Estimate Intrinsic Value (And Be Conservative)
Now it’s time to put a number on it. Not a wishful guess, but a thoughtful valuation grounded in reality. I build a conservative range—not a single target—because the future isn’t knowable.
If the current price falls well below the low end of your value range, you may have something.
I focus on owner earnings, not just reported net income. I use a mix of DCF (with conservative assumptions), comparables like P/E or EV/EBIT, and asset-based valuation when relevant. But the most important step is to layer in a real margin of safety. I expect to be wrong on details, so the cushion protects against that.
Check the Bigger Picture: Industry, Catalysts, and Correlations
You don’t invest in a vacuum. A great stock in a dying industry can still destroy capital. And a good stock with no catalyst may stay undervalued for years.
This step helps you avoid the “value trap” and invest in mispriced opportunity—not just cheap garbage.
Research the broader industry. What headwinds and tailwinds exist? Look for catalysts that can unlock value—like spinoffs, activist involvement, buybacks, or improving margins. And think about your portfolio: does this stock diversify you or add unwanted exposure?

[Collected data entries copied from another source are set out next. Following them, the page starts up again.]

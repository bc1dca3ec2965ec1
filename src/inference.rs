//! Forward-backward inference over a single instance.
//!
//! Probabilities are kept in linear space. When a normalizer comes out as
//! exactly zero the affected vector is left as computed rather than divided.

use crate::instance::Instance;
use crate::model::{Model, Statistics};

/// Left-to-right forward recurrence. Yields `alpha_t` for t = 0, 1, ..
/// holding only the previous vector.
pub struct ForwardPass<'a> {
    inst: &'a Instance,
    model: &'a Model,
    t: usize,
    alpha: Vec<f64>,
}

impl<'a> ForwardPass<'a> {
    pub fn new(inst: &'a Instance, model: &'a Model) -> Self {
        Self {
            inst,
            model,
            t: 0,
            alpha: Vec::new(),
        }
    }
}

impl<'a> Iterator for ForwardPass<'a> {
    type Item = Vec<f64>;

    fn next(&mut self) -> Option<Vec<f64>> {
        if self.t >= self.inst.t() {
            return None;
        }
        let m = self.model;
        let o = self.inst.o(self.t);
        self.alpha = if self.t == 0 {
            (0..m.n()).map(|i| m.pi(i) * m.b(i, o)).collect()
        } else {
            (0..m.n())
                .map(|j| {
                    let sum: f64 = (0..m.n()).map(|i| self.alpha[i] * m.a(i, j)).sum();
                    sum * m.b(j, o)
                })
                .collect()
        };
        self.t += 1;
        Some(self.alpha.clone())
    }

    fn size_hint(&self) -> (usize, Option<usize>) {
        let left = self.inst.t() - self.t;
        (left, Some(left))
    }
}

/// Full backward table, `beta[t][i]`. Empty for a zero-length instance.
pub fn backward(inst: &Instance, m: &Model) -> Vec<Vec<f64>> {
    let len = inst.t();
    let n = m.n();
    let mut beta = vec![vec![0.0; n]; len];
    if len == 0 {
        return beta;
    }

    beta[len - 1] = vec![1.0; n];
    for t in (0..len - 1).rev() {
        let o = inst.o(t + 1);
        let emit: Vec<f64> = (0..n).map(|j| m.b(j, o)).collect();
        for i in 0..n {
            beta[t][i] = (0..n).map(|j| m.a(i, j) * emit[j] * beta[t + 1][j]).sum();
        }
    }
    beta
}

/// Posterior statistics of one instance under `m`, given its backward table.
pub fn inference(inst: &Instance, m: &Model, beta: &[Vec<f64>]) -> Statistics {
    let n = m.n();
    let len = inst.t();
    let mut stats = Statistics::zeros(n, m.c());
    let mut gamma = vec![0.0; n];
    let mut xi = vec![vec![0.0; n]; n];

    for (t, alpha) in ForwardPass::new(inst, m).enumerate() {
        let mut norm = 0.0;
        for i in 0..n {
            gamma[i] = alpha[i] * beta[t][i];
            norm += gamma[i];
        }
        if norm != 0.0 {
            for g in gamma.iter_mut() {
                *g /= norm;
            }
        }

        let o = inst.o(t);
        for i in 0..n {
            if t == 0 {
                stats.gamma1[i] = gamma[i];
            }
            if t + 1 < len {
                stats.sum_gamma[i] += gamma[i];
            }
            for (dist, tokens) in stats.sum_gamma_obs[i].iter_mut().zip(o) {
                for (token, &mult) in tokens {
                    dist.inc(token, gamma[i] * f64::from(mult));
                }
            }
        }

        if t + 1 < len {
            let next = inst.o(t + 1);
            let emit: Vec<f64> = (0..n).map(|j| m.b(j, next)).collect();
            let mut xi_sum = 0.0;
            for i in 0..n {
                for j in 0..n {
                    let x = alpha[i] * m.a(i, j) * emit[j] * beta[t + 1][j];
                    xi[i][j] = x;
                    xi_sum += x;
                }
            }
            let scale = if xi_sum != 0.0 { xi_sum } else { 1.0 };
            for i in 0..n {
                for j in 0..n {
                    stats.sum_xi[i][j] += xi[i][j] / scale;
                }
            }
        }
    }

    stats
}

/// Probability of the whole instance under `m`: the mass of the last
/// forward vector. `None` for a zero-length instance, where it is undefined.
pub fn likelihood(inst: &Instance, m: &Model) -> Option<f64> {
    ForwardPass::new(inst, m).last().map(|alpha| alpha.iter().sum())
}
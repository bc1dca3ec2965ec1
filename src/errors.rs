use std::io;
use std::path::PathBuf;
use thiserror::Error;

#[derive(Error, Debug)]
pub enum ConfigError {
    #[error("IO error reading config file {path}: {source}")]
    IoError {
        path: PathBuf,
        #[source]
        source: io::Error,
    },
    #[error("Failed to parse JSON configuration in {path}: {source}")]
    JsonParseError {
        path: PathBuf,
        #[source]
        source: serde_json::Error,
    },
    #[error("Configuration file not found at {path}")]
    NotFound { path: PathBuf },
}

#[derive(Error, Debug)]
pub enum CorpusError {
    #[error("IO error reading corpus file {path}: {source}")]
    IoError {
        path: PathBuf,
        #[source]
        source: io::Error,
    },
    #[error("JSON parsing error in {path} at line {line}: {source}")]
    JsonParseError {
        path: PathBuf,
        line: usize,
        #[source]
        source: serde_json::Error,
    },
    #[error("Inconsistent category count: expected {expected}, found {found}")]
    InconsistentCategories { expected: usize, found: usize },
    #[error("Instance has {observations} observations but {periods} periods")]
    PeriodMismatch { observations: usize, periods: usize },
}

#[derive(Error, Debug)]
pub enum TrainError {
    #[error("Invalid model dimensions: {0}")]
    InvalidDimensions(String),
    #[error("Failed to build worker pool: {0}")]
    ThreadPool(#[from] rayon::ThreadPoolBuildError),
    #[error("Aggregator exited before handing back its result")]
    AggregatorLost,
    #[error("Failed to write log-likelihood progress: {0}")]
    Sink(#[from] io::Error),
    #[error("Corpus validation failed: {0}")]
    Corpus(#[from] CorpusError),
}
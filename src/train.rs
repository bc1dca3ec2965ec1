use crate::errors::TrainError;
use crate::instance::Instance;
use crate::model::Model;
use crate::parallel::ParallelTrainer;
use crossbeam_channel::{bounded, Receiver, Sender, TryRecvError};
use log::{info, warn};
use std::io::Write;
use std::time::Instant;

/// Receiving end of a stop request, checked between epochs only.
#[derive(Debug, Clone)]
pub struct Interrupt {
    receiver: Receiver<()>,
}

/// Sending end of an [`Interrupt`]; usually owned by a signal handler.
#[derive(Debug, Clone)]
pub struct InterruptHandle {
    sender: Sender<()>,
}

impl Interrupt {
    pub fn channel() -> (InterruptHandle, Interrupt) {
        let (sender, receiver) = bounded(1);
        (InterruptHandle { sender }, Interrupt { receiver })
    }

    /// An interrupt nobody can trigger.
    pub fn never() -> Interrupt {
        Interrupt::channel().1
    }

    /// Non-blocking check. Consumes the pending request if there is one.
    pub fn requested(&self) -> bool {
        match self.receiver.try_recv() {
            Ok(()) => true,
            Err(TryRecvError::Empty) | Err(TryRecvError::Disconnected) => false,
        }
    }
}

impl InterruptHandle {
    /// Asks the training loop to stop at the next epoch boundary. Repeated
    /// requests before it is seen collapse into one.
    pub fn request(&self) {
        let _ = self.sender.try_send(());
    }
}

/// Training run parameters.
#[derive(Debug, Clone, Copy)]
pub struct TrainOptions {
    pub n: usize,
    pub c: usize,
    pub max_epochs: usize,
}

/// Runs up to `opts.max_epochs` EM rounds starting from `model`, writing the
/// corpus log-likelihood after each round to `sink`, one line per epoch.
///
/// A requested interrupt is honoured before the next round starts; the round
/// in flight always completes.
pub fn train<W: Write + ?Sized>(
    trainer: &ParallelTrainer,
    corpus: &[Instance],
    opts: TrainOptions,
    mut model: Model,
    interrupt: &Interrupt,
    sink: &mut W,
) -> Result<Model, TrainError> {
    if opts.n == 0 {
        return Err(TrainError::InvalidDimensions(
            "number of states must be positive".into(),
        ));
    }
    if model.n() != opts.n || model.c() != opts.c {
        return Err(TrainError::InvalidDimensions(format!(
            "model is {}x{}, training expects {}x{}",
            model.n(),
            model.c(),
            opts.n,
            opts.c
        )));
    }

    let start = Instant::now();
    for epoch in 0..opts.max_epochs {
        if interrupt.requested() {
            warn!("Terminate due to interrupt after {} epochs", epoch);
            return Ok(model);
        }
        model = trainer.epoch(corpus, opts.n, opts.c, &model)?;
        let logl = trainer.log_l(corpus, &model)?;
        writeln!(sink, "{:.6}", logl)?;
        info!(
            "Epoch {}/{}: log-likelihood {:.6} ({:.2?} elapsed)",
            epoch + 1,
            opts.max_epochs,
            logl,
            start.elapsed()
        );
    }
    Ok(model)
}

Position Sizing and Portfolio Fit: Where It All Comes Together
Even the best stock is a disaster if it throws off your portfolio balance. My last step is always to determine how much to buy—and if it belongs in the portfolio at all.
Risk doesn’t come just from bad ideas. It comes from good ideas sized wrong. This final check protects your downside.
I use a modified Kelly criterion to size positions. If a stock has high expected return and low correlation with the rest of the portfolio, it gets a bigger weight. If it’s more uncertain, I size it smaller. It’s never all or nothing—it’s about stacking the deck in your favor, while minimizing drawdowns.
I always have a backlog of great value stocks that check all the boxes, but do not fit in the portfolio. Sometimes it is because of the correlations, and if we exit an existing position, a stock from this backlog will be able to take its place. Do not feel compelled to place money on every good stock your find. The stock has to make your portfolio stronger to be included.

Final Thought: Action Without Conviction is Gambling
You don’t need to be 100% right—you just need to avoid obvious mistakes and play the odds when they’re in your favor. My research process is designed to build that conviction. When I buy a stock, I want to know that I’ve done the work to justify it—not just to myself, but to every investor who’s trusted me with their capital.